- **TASK PROMPT**
Report the count of lines holding "await" in the records, with no other words.
##### MATERIAL FOR THE TASK
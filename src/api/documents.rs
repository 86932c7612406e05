//! Evaluation document management endpoints

use axum::extract::{Multipart, Path, State};
use axum::http::StatusCode;
use serde::Serialize;
use tracing::{error, info};

use crate::api::state::AppState;
use crate::api::types::{ApiError, Json};

/// Response body for GET /documents
#[derive(Debug, Serialize)]
pub struct DocumentList {
    pub documents: Vec<String>,
}

/// Response body for a successful upload
#[derive(Debug, Serialize)]
pub struct UploadResponse {
    pub uploaded: Vec<String>,
}

/// List evaluation documents
pub async fn list_documents(
    State(state): State<AppState>,
) -> Result<Json<DocumentList>, ApiError> {
    let keys = state
        .document_store
        .list(&state.documents_prefix)
        .await
        .map_err(|e| {
            error!(error = %e, "failed to list documents");
            ApiError::from(e)
        })?;

    // strip the prefix so clients see plain filenames
    let documents = keys
        .into_iter()
        .map(|key| {
            key.strip_prefix(&state.documents_prefix)
                .map(String::from)
                .unwrap_or(key)
        })
        .collect();

    Ok(Json(DocumentList { documents }))
}

/// Upload evaluation documents, overwriting by filename
pub async fn upload_documents(
    State(state): State<AppState>,
    mut multipart: Multipart,
) -> Result<(StatusCode, Json<UploadResponse>), ApiError> {
    let mut uploaded = Vec::new();

    while let Some(field) = multipart
        .next_field()
        .await
        .map_err(|e| ApiError::bad_request(format!("Invalid multipart body: {}", e)))?
    {
        let Some(file_name) = field.file_name().map(String::from) else {
            continue;
        };

        if file_name.is_empty() {
            return Err(ApiError::bad_request("file name must not be empty"));
        }

        let data = field
            .bytes()
            .await
            .map_err(|e| ApiError::bad_request(format!("Failed to read upload: {}", e)))?;

        let key = format!("{}{}", state.documents_prefix, file_name);

        state.document_store.upload(&key, data).await.map_err(|e| {
            error!(key, error = %e, "upload failed");
            ApiError::from(e)
        })?;

        info!(key, "document uploaded");
        uploaded.push(file_name);
    }

    if uploaded.is_empty() {
        return Err(ApiError::bad_request("no files in upload"));
    }

    Ok((StatusCode::CREATED, Json(UploadResponse { uploaded })))
}

/// Delete one evaluation document
pub async fn delete_document(
    State(state): State<AppState>,
    Path(name): Path<String>,
) -> Result<StatusCode, ApiError> {
    let key = format!("{}{}", state.documents_prefix, name);

    state.document_store.delete(&key).await.map_err(|e| {
        error!(key, error = %e, "delete failed");
        ApiError::from(e)
    })?;

    info!(key, "document deleted");
    Ok(StatusCode::NO_CONTENT)
}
##########
- **EXERCISE OUTPUT**
5